Theory

Film theory seeks to develop concise and systematic concepts that apply to the study of film as art. It was started by Ricciotto Canudo’s The Birth of the Sixth Art. Formalist film theory, led by Rudolf Arnheim, Béla Balázs, and Siegfried Kracauer, emphasized how film differed from reality, and thus could be considered a valid fine art. André Bazin reacted against this theory by arguing that film’s artistic essence lay in its ability to mechanically reproduce reality not in its differences from reality, and this gave rise to realist theory.
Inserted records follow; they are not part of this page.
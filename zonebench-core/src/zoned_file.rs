// vim: tw=80
//! Zoned devices, accessed through a file descriptor

use cfg_if::cfg_if;
use nix::errno::Errno;
use std::{
    fs::{File, OpenOptions},
    num::NonZeroU64,
    os::unix::{
        fs::{FileExt, FileTypeExt, OpenOptionsExt},
        io::AsRawFd
    },
    path::{Path, PathBuf},
};
use tracing::{debug, instrument};
use crate::{
    store::ZoneStore,
    types::*,
    util::*,
    zone::*,
    zone_table::ZoneTable,
};

/// FFI definitions for Linux's `blkzoned` interface.  They aren't in libc, and
/// the ioctls can't go there because they use Nix's macros.
#[cfg(target_os = "linux")]
#[doc(hidden)]
mod ffi {
    #![allow(non_camel_case_types)]
    use nix::{
        ioctl_read,
        ioctl_read_bad,
        ioctl_readwrite,
        ioctl_write_ptr,
        libc::c_int,
        request_code_none
    };

    /// Set in `blk_zone_report::flags` when `blk_zone::capacity` is valid
    pub const BLK_ZONE_REP_CAPACITY: u32 = 1;

    // These should be pub(super), but they must be plain pub instead because
    // Nix's ioctl macros make the ioctl functions `pub`.
    #[derive(Clone, Copy, Debug, Default)]
    #[repr(C)]
    pub struct blk_zone {
        pub start: u64,
        pub len: u64,
        pub wp: u64,
        pub type_: u8,
        pub cond: u8,
        pub non_seq: u8,
        pub reset: u8,
        pub resv: [u8; 4],
        pub capacity: u64,
        pub reserved: [u8; 24],
    }

    /// Header of a zone report.  The kernel writes the zone descriptors
    /// immediately after it.
    #[derive(Clone, Copy, Debug, Default)]
    #[repr(C)]
    pub struct blk_zone_report {
        pub sector: u64,
        pub nr_zones: u32,
        pub flags: u32,
    }

    #[derive(Clone, Copy, Debug, Default)]
    #[repr(C)]
    pub struct blk_zone_range {
        pub sector: u64,
        pub nr_sectors: u64,
    }

    ioctl_read_bad! {
        /// Logical block size, in bytes
        blksszget, request_code_none!(0x12, 104), c_int
    }
    ioctl_read! {
        /// Device size, in bytes
        blkgetsize64, 0x12, 114, u64
    }
    ioctl_readwrite! {
        blkreportzone, 0x12, 130, blk_zone_report
    }
    ioctl_write_ptr! {
        blkresetzone, 0x12, 131, blk_zone_range
    }
    ioctl_read! {
        /// Zone size, in 512-byte sectors
        blkgetzonesz, 0x12, 132, u32
    }
    ioctl_read! {
        blkgetnrzones, 0x12, 133, u32
    }
    ioctl_write_ptr! {
        blkfinishzone, 0x12, 136, blk_zone_range
    }
}

cfg_if! {
    if #[cfg(target_os = "linux")] {
        /// Zone operations on devices that implement zones natively
        mod native {
            use std::{
                mem,
                os::unix::io::RawFd,
            };
            use nix::{errno::Errno, libc::c_int};
            use num_traits::FromPrimitive;
            use super::ffi::*;
            use crate::{
                util::*,
                zone::*,
            };

            /// Number of zone descriptors fetched per `BLKREPORTZONE`
            const REPORT_BATCH: usize = 256;

            #[repr(C)]
            struct ReportBuf {
                hdr: blk_zone_report,
                zones: [blk_zone; REPORT_BATCH],
            }

            /// Static zone geometry of a device.  `None` if the device isn't
            /// zoned.
            pub fn geometry(fd: RawFd) -> nix::Result<Option<(u32, u64)>> {
                let mut nr_zones = 0u32;
                let r = unsafe { blkgetnrzones(fd, &mut nr_zones) };
                match r {
                    // Kernels without zoned block device support
                    Err(Errno::ENOTTY) => return Ok(None),
                    Err(e) => return Err(e),
                    Ok(_) if nr_zones == 0 => return Ok(None),
                    Ok(_) => ()
                }
                let mut sectors = 0u32;
                unsafe { blkgetzonesz(fd, &mut sectors) }?;
                Ok(Some((nr_zones, u64::from(sectors) * BYTES_PER_SECTOR)))
            }

            /// Logical block size and total size of a block device, in bytes
            pub fn block_device_size(fd: RawFd) -> nix::Result<(u32, u64)> {
                let mut lbs: c_int = 0;
                unsafe { blksszget(fd, &mut lbs) }?;
                let mut size = 0u64;
                unsafe { blkgetsize64(fd, &mut size) }?;
                Ok((lbs as u32, size))
            }

            pub fn decode(bz: &blk_zone, has_capacity: bool) -> nix::Result<Zone>
            {
                let zone_type = ZoneType::from_u8(bz.type_)
                    .ok_or(Errno::EIO)?;
                let condition = ZoneCondition::from_u8(bz.cond)
                    .ok_or(Errno::EIO)?;
                let length = bz.len * BYTES_PER_SECTOR;
                let capacity = if has_capacity {
                    bz.capacity * BYTES_PER_SECTOR
                } else {
                    length
                };
                Ok(Zone {
                    start: bz.start * BYTES_PER_SECTOR,
                    length,
                    capacity,
                    write_pointer: bz.wp * BYTES_PER_SECTOR,
                    zone_type,
                    condition
                })
            }

            /// Fetch every zone descriptor from the device, in batches
            pub fn report(fd: RawFd, nr_zones: u32) -> nix::Result<Vec<Zone>> {
                // SAFETY: ReportBuf is plain old data
                let mut buf: Box<ReportBuf> =
                    Box::new(unsafe { mem::zeroed() });
                let mut zones = Vec::with_capacity(nr_zones as usize);
                let mut sector = 0;
                while zones.len() < nr_zones as usize {
                    buf.hdr = blk_zone_report {
                        sector,
                        nr_zones: REPORT_BATCH as u32,
                        flags: 0
                    };
                    // The kernel writes the descriptors past the header
                    let p = &mut *buf as *mut ReportBuf
                        as *mut blk_zone_report;
                    unsafe { blkreportzone(fd, p) }?;
                    let n = (buf.hdr.nr_zones as usize).min(REPORT_BATCH);
                    if n == 0 {
                        break;
                    }
                    let has_capacity =
                        buf.hdr.flags & BLK_ZONE_REP_CAPACITY != 0;
                    for bz in buf.zones[..n].iter() {
                        zones.push(decode(bz, has_capacity)?);
                    }
                    let last = &buf.zones[n - 1];
                    sector = last.start + last.len;
                }
                Ok(zones)
            }

            fn range(start: u64, len: u64) -> blk_zone_range {
                blk_zone_range {
                    sector: start / BYTES_PER_SECTOR,
                    nr_sectors: len / BYTES_PER_SECTOR
                }
            }

            pub fn reset(fd: RawFd, start: u64, len: u64) -> nix::Result<()> {
                unsafe { blkresetzone(fd, &range(start, len)) }.map(drop)
            }

            pub fn finish(fd: RawFd, start: u64, len: u64) -> nix::Result<()> {
                unsafe { blkfinishzone(fd, &range(start, len)) }.map(drop)
            }
        }
    } else {
        /// Only Linux exposes zoned block devices.  Elsewhere, every zone is
        /// emulated.
        mod native {
            use std::os::unix::io::RawFd;
            use nix::errno::Errno;
            use crate::zone::Zone;

            pub fn geometry(_fd: RawFd) -> nix::Result<Option<(u32, u64)>> {
                Ok(None)
            }

            pub fn block_device_size(_fd: RawFd) -> nix::Result<(u32, u64)> {
                Err(Errno::EOPNOTSUPP)
            }

            pub fn report(_fd: RawFd, _nr_zones: u32) -> nix::Result<Vec<Zone>>
            {
                Err(Errno::EOPNOTSUPP)
            }

            pub fn reset(_fd: RawFd, _start: u64, _len: u64) -> nix::Result<()>
            {
                Err(Errno::EOPNOTSUPP)
            }

            pub fn finish(_fd: RawFd, _start: u64, _len: u64) -> nix::Result<()>
            {
                Err(Errno::EOPNOTSUPP)
            }
        }
    }
}

/// Who keeps track of the zones?
#[derive(Debug)]
enum Backend {
    /// The device itself
    Native,
    /// zonebench, in memory.  The state is lost when the file is closed.
    Emulated(ZoneTable),
}

/// `ZonedFile`: a `ZoneStore` backed by a file or device node
///
/// Host-managed zoned block devices are driven through the kernel's zone
/// management ioctls.  Regular files and conventional block devices can stand
/// in for them, with emulated zones.
#[derive(Debug)]
pub struct ZonedFile {
    file: File,
    path: PathBuf,
    info: DeviceInfo,
    backend: Backend,
}

impl ZonedFile {
    /// Block size used for emulated zones on regular files
    const FILE_BLOCK_SIZE: u32 = BYTES_PER_LBA;

    /// Open a device for zoned I/O
    ///
    /// * `path`:           Pathname for the file.  It may be a device node.
    /// * `direct`:         Bypass the page cache with `O_DIRECT`.
    /// * `sim_zone_size`:  If specified, devices that don't have native zones
    ///                     will be divided into simulated zones of this many
    ///                     bytes.
    pub fn open<P>(path: P, direct: bool, sim_zone_size: Option<NonZeroU64>)
        -> Result<Self>
        where P: AsRef<Path>
    {
        let path = path.as_ref().to_path_buf();
        let mut oo = OpenOptions::new();
        oo.read(true).write(true);
        if direct {
            oo.custom_flags(libc::O_DIRECT);
        }
        let file = oo.open(&path)
            .map_err(|e| Error::DeviceOpenFailed {
                path: path.clone(),
                errno: errno_of(&e)
            })?;
        let md = file.metadata()
            .map_err(|e| Error::DeviceOpenFailed {
                path: path.clone(),
                errno: errno_of(&e)
            })?;
        let fd = file.as_raw_fd();

        let (info, backend) = if md.file_type().is_block_device() {
            if let Some((nr_zones, zone_size)) = native::geometry(fd)
                .map_err(Error::ZoneQueryFailed)?
            {
                let (logical_block_size, size) = native::block_device_size(fd)
                    .map_err(Error::ZoneQueryFailed)?;
                let info = DeviceInfo {
                    logical_block_size,
                    nr_zones,
                    zone_size,
                    size,
                    emulated: false
                };
                (info, Backend::Native)
            } else {
                let (lbs, size) = native::block_device_size(fd)
                    .map_err(|errno| Error::DeviceOpenFailed {
                        path: path.clone(),
                        errno
                    })?;
                Self::emulate(&path, size, lbs, sim_zone_size)?
            }
        } else if md.file_type().is_file() {
            Self::emulate(&path, md.len(), Self::FILE_BLOCK_SIZE,
                          sim_zone_size)?
        } else {
            return Err(Error::DeviceOpenFailed {
                path,
                errno: Errno::ENODEV
            });
        };
        debug!(path = %path.display(), ?info, "Opened device");
        Ok(ZonedFile{file, path, info, backend})
    }

    /// Divide a device without native zones into emulated ones
    fn emulate(path: &Path, size: u64, block_size: u32,
               sim_zone_size: Option<NonZeroU64>)
        -> Result<(DeviceInfo, Backend)>
    {
        let open_err = |errno| Error::DeviceOpenFailed {
            path: path.to_path_buf(),
            errno
        };
        let zone_size = sim_zone_size.ok_or_else(|| open_err(Errno::EOPNOTSUPP))?
            .get();
        if zone_size % u64::from(block_size) != 0 || zone_size > size {
            return Err(open_err(Errno::EINVAL));
        }
        let nr_zones = ZoneT::try_from(size / zone_size)
            .map_err(|_| open_err(Errno::EFBIG))?;
        let table = ZoneTable::uniform(nr_zones, zone_size, zone_size,
                                       block_size);
        let info = DeviceInfo {
            logical_block_size: block_size,
            nr_zones,
            zone_size,
            size: u64::from(nr_zones) * zone_size,
            emulated: true
        };
        Ok((info, Backend::Emulated(table)))
    }

    pub fn path(&self) -> &Path {
        &self.path
    }

    /// Widen a byte range to whole zones, clipped to the end of the device.
    fn zone_range(&self, start: u64, len: u64) -> (u64, u64) {
        let zs = self.info.zone_size;
        let first = start / zs * zs;
        let end = round_up(start.saturating_add(len), zs).min(self.info.size);
        (first, end.saturating_sub(first))
    }
}

impl ZoneStore for ZonedFile {
    fn info(&self) -> DeviceInfo {
        self.info
    }

    #[instrument(skip(self))]
    fn list_zones(&self, filter: ReportFilter) -> nix::Result<Vec<Zone>> {
        match &self.backend {
            Backend::Native => {
                let mut zones = native::report(self.file.as_raw_fd(),
                                               self.info.nr_zones)?;
                zones.retain(|z| filter.matches(z));
                Ok(zones)
            }
            Backend::Emulated(table) => Ok(table.report(filter))
        }
    }

    fn read_at(&self, buf: &mut [u8], offset: u64) -> nix::Result<usize> {
        self.file.read_at(buf, offset)
            .map_err(|e| errno_of(&e))
    }

    fn write_at(&mut self, buf: &[u8], offset: u64) -> nix::Result<usize> {
        match &mut self.backend {
            Backend::Native => {
                self.file.write_at(buf, offset)
                    .map_err(|e| errno_of(&e))
            }
            Backend::Emulated(table) => {
                let idx = table.check_write(offset, buf.len() as u64)?;
                let n = self.file.write_at(buf, offset)
                    .map_err(|e| errno_of(&e))?;
                table.commit_write(idx, n as u64);
                Ok(n)
            }
        }
    }

    #[instrument(skip(self))]
    fn reset_zones(&mut self, start: u64, len: u64) -> nix::Result<()> {
        if let Backend::Emulated(table) = &mut self.backend {
            return table.reset(start, len);
        }
        let (start, len) = self.zone_range(start, len);
        native::reset(self.file.as_raw_fd(), start, len)
    }

    #[instrument(skip(self))]
    fn finish_zones(&mut self, start: u64, len: u64) -> nix::Result<()> {
        if let Backend::Emulated(table) = &mut self.backend {
            return table.finish(start, len);
        }
        let (start, len) = self.zone_range(start, len);
        native::finish(self.file.as_raw_fd(), start, len)
    }
}

// LCOV_EXCL_STOP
More recent analysis spurred by Jacques Lacan’s psychoanalysis and Ferdinand de Saussure’s semiotics among other things has given rise to psychoanalytical film theory, structuralist film theory, feminist film theory and others. On the other hand, critics from the analytical philosophy tradition, influenced by Wittgenstein, try to clarify misconceptions used in theoretical studies and produce analysis of a film’s vocabulary and its link to a form of life.

Language


Film is considered to have its own language. James Monaco wrote a classic text on film theory titled “How to Read a Film”. Director Ingmar Bergman famously said, “[Andrei] Tarkovsky for me is the greatest [director], the one who invented a new language, true to the nature of film, as it captures life as a reflection, life as a dream.” Examples of the language are a sequence of back and forth images of one actor’s left profile speaking, followed by another actor’s right profile speaking, then a repetition of this, which is a language understood by the audience to indicate a conversation. Another example is zooming in on the forehead of an actor with an expression of silent reflection, then changing to a scene of a younger actor who vaguely resembles the first actor, indicating the first actor is having a memory of their own past.